Sozialkonferenz Ruhr 2025
RVR-Regionaldirektor Garrelt Duin (links) und Karl-Josef Laumann, NRW-Minister für Arbeit, Gesundheit und Soziales, auf der Sozialkonferenz Ruhr 2025.

© Oberhaeuser

Migration aus Südosteuropa im Fokus der Region

Die Sozialkonferenz Ruhr 2025 widmete sich am 13. November in Oberhausen den komplexen Herausforderungen der südosteuropäischen Migration im Ruhrgebiet. Auf Einladung des Regionalverbands Ruhr (RVR) diskutierten Vertreter aus Politik, Wissenschaft und Kommunen unter dem Titel „Integration und Arbeit“, wie die Arbeitsmarktintegration und die gesellschaftliche Teilhabe dieser wachsenden Zuwanderungsgruppe gelingen können.

Migration als dynamischer Prozess und die Niedriglohnschwelle

Das Ruhrgebiet, seit 200 Jahren ein Zentrum der Einwanderung, erlebt durch die EU-Osterweiterung eine neue Dynamik. Dr. Thorsten Sehlee vom Institut für Arbeit und Qualifizierung der Universität Duisburg-Essen fasste zusammen: „Arbeitskräfte aus Südosteuropa sind in vielen Branchen unverzichtbar. Doch Integration gelingt nicht von allein – sie braucht gezielte Unterstützung von allen politischen Ebenen und langfristige Strategien.“

Dr. Christian Schramm (IU Internationale Hochschule Essen) präsentierte neue Forschungsergebnisse zur Migration aus Rumänien und Bulgarien. Die Studie verdeutlicht die Komplexität der Zuwanderung, die oft von mehrfachen Wanderungen, Rückkehr oder Weiterwanderung geprägt ist. Da nur etwa die Hälfte der Befragten dauerhaft im Ruhrgebiet bleiben will, so Schramm, müsse Integration als dynamischer Prozess verstanden und kommunale Strukturen darauf ausgerichtet werden.
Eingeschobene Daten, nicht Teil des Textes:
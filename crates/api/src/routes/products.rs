//! Public catalog endpoints.

use std::sync::Arc;

use axum::Json;
use axum::extract::{Path, Query, State};
use common::ProductId;
use serde::Deserialize;
use store::{Product, ProductQuery, Store};

use crate::AppState;
use crate::error::ApiError;
use crate::routes::parse_id;

#[derive(Debug, Default, Deserialize)]
pub struct ProductListParams {
    pub category: Option<String>,
    pub search: Option<String>,
    pub limit: Option<usize>,
    pub offset: Option<usize>,
}

impl From<ProductListParams> for ProductQuery {
    fn from(params: ProductListParams) -> Self {
        let mut query = ProductQuery::new();
        if let Some(category) = params.category.filter(|c| !c.is_empty()) {
            query = query.category(category);
        }
        if let Some(search) = params.search.filter(|s| !s.is_empty()) {
            query = query.search(search);
        }
        query.limit = params.limit;
        query.offset = params.offset;
        query
    }
}

/// GET /api/products: catalog listing, ordered by name.
#[tracing::instrument(skip(state))]
pub async fn list<S: Store + Clone + 'static>(
    State(state): State<Arc<AppState<S>>>,
    Query(params): Query<ProductListParams>,
) -> Result<Json<Vec<Product>>, ApiError> {
    Ok(Json(state.catalog.list(params.into()).await?))
}

/// GET /api/products/{id}
#[tracing::instrument(skip(state))]
pub async fn get<S: Store + Clone + 'static>(
    State(state): State<Arc<AppState<S>>>,
    Path(id): Path<String>,
) -> Result<Json<Product>, ApiError> {
    let product_id: ProductId = parse_id(&id, "Product")?;
    Ok(Json(state.catalog.get(product_id).await?))
}
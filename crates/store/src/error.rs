use thiserror::Error;

/// Errors that can occur when interacting with the store.
#[derive(Debug, Error)]
pub enum StoreError {
    /// The addressed row does not exist.
    #[error("{entity} not found: {id}")]
    NotFound { entity: &'static str, id: String },

    /// A uniqueness constraint rejected the write.
    #[error("Conflict: {0}")]
    Conflict(String),

    /// A stored value could not be mapped back into a record.
    #[error("Invalid stored data: {0}")]
    InvalidData(String),

    /// The backend refused or failed the call.
    #[error("Store unavailable: {0}")]
    Unavailable(String),

    /// A database error occurred.
    #[error("Database error: {0}")]
    Database(#[from] sqlx::Error),

    /// A database migration error occurred.
    #[error("Migration error: {0}")]
    Migration(#[from] sqlx::migrate::MigrateError),

    /// A serialization/deserialization error occurred.
    #[error("Serialization error: {0}")]
    Serialization(#[from] serde_json::Error),
}

impl StoreError {
    pub fn not_found(entity: &'static str, id: impl ToString) -> Self {
        StoreError::NotFound {
            entity,
            id: id.to_string(),
        }
    }

    /// Returns true if the error reports a missing row.
    pub fn is_not_found(&self) -> bool {
        matches!(self, StoreError::NotFound { .. })
    }
}

/// Result type for store operations.
pub type Result<T> = std::result::Result<T, StoreError>;
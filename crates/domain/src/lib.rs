//! Storefront domain rules.
//!
//! This crate provides:
//! - Checkout form validation ([`ShippingForm`], [`PaymentForm`])
//! - The checkout step machine ([`CheckoutStep`])
//! - Order and payment status transition rules ([`StatusTransition`])
//! - Services over the store for carts, the catalog and orders

pub mod cart;
pub mod catalog;
pub mod error;
pub mod orders;
pub mod step;
pub mod transitions;
pub mod validation;

pub use cart::{CartLine, CartService, CartView};
pub use catalog::CatalogService;
pub use error::DomainError;
pub use orders::OrderService;
pub use step::CheckoutStep;
pub use transitions::StatusTransition;
pub use validation::{FieldError, PaymentForm, ShippingForm, ValidationErrors};
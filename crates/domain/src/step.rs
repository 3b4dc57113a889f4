//! Checkout step machine.

use serde::{Deserialize, Serialize};

/// The step a checkout is at.
///
/// State transitions:
/// ```text
/// Shipping ──► Payment ──► Confirmation
///     ◄──────────  ◄───────────
/// ```
#[derive(Debug, Clone, Copy, PartialEq, Eq, Hash, Serialize, Deserialize, Default)]
#[serde(rename_all = "lowercase")]
pub enum CheckoutStep {
    /// Collecting the shipping address and contact details.
    #[default]
    Shipping,

    /// Collecting card details.
    Payment,

    /// Reviewing the order before it is placed.
    Confirmation,
}

impl CheckoutStep {
    /// The step after this one, if any.
    pub fn next(&self) -> Option<CheckoutStep> {
        match self {
            CheckoutStep::Shipping => Some(CheckoutStep::Payment),
            CheckoutStep::Payment => Some(CheckoutStep::Confirmation),
            CheckoutStep::Confirmation => None,
        }
    }

    /// The step before this one. Shipping stays where it is.
    pub fn back(&self) -> CheckoutStep {
        match self {
            CheckoutStep::Shipping | CheckoutStep::Payment => CheckoutStep::Shipping,
            CheckoutStep::Confirmation => CheckoutStep::Payment,
        }
    }

    /// Returns true if the order can be placed from this step.
    pub fn can_confirm(&self) -> bool {
        matches!(self, CheckoutStep::Confirmation)
    }

    pub fn as_str(&self) -> &'static str {
        match self {
            CheckoutStep::Shipping => "shipping",
            CheckoutStep::Payment => "payment",
            CheckoutStep::Confirmation => "confirmation",
        }
    }
}

impl std::fmt::Display for CheckoutStep {
    fn fmt(&self, f: &mut std::fmt::Formatter<'_>) -> std::fmt::Result {
        write!(f, "{}", self.as_str())
    }
}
Obwohl sich die Zahl der sozialversicherungspflichtig Beschäftigten aus Rumänien und Bulgarien seit 2013 verzehnfacht hat, arbeitet mehr als die Hälfte unterhalb der Niedriglohnschwelle. Dies zeigt, dass Arbeitsmarktintegration nicht zwangsläufig gesellschaftliche Teilhabe bedeutet und die Menschen trotz Lohnarbeit weiterhin von sozialen Leistungen abhängig sind. Sehlee betonte: „Die europäische Personenfreizügigkeit stabilisiert die Region wirtschaftlich – sie erfordert aber sozialpolitische Begleitung.“

RVR fordert Verstetigung der Prozesse

RVR-Regionaldirektor Garrelt Duin fasste die politischen Anforderungen zusammen. Er betonte, dass erfolgreiche Integration Vertrauen, Kenntnis um die Komplexität der Migration und vor allem mehr Kontinuität in der Arbeit der Akteure vor Ort braucht. Multiplen Herausforderungen – wie Armut, prekäre Wohnsituationen oder schlechte Gesundheitsvorsorge – begegne man am besten nicht mit immer neuen Programmen, sondern durch die Verstetigung der bereits erfolgreich angelaufenen Prozesse und Strukturen. Praxisbeispiele aus Hagen und Dortmund zeigten, wie Städte mit integrierter Sozialplanung und lokaler Kooperation diesen Ansatz erfolgreich umsetzen.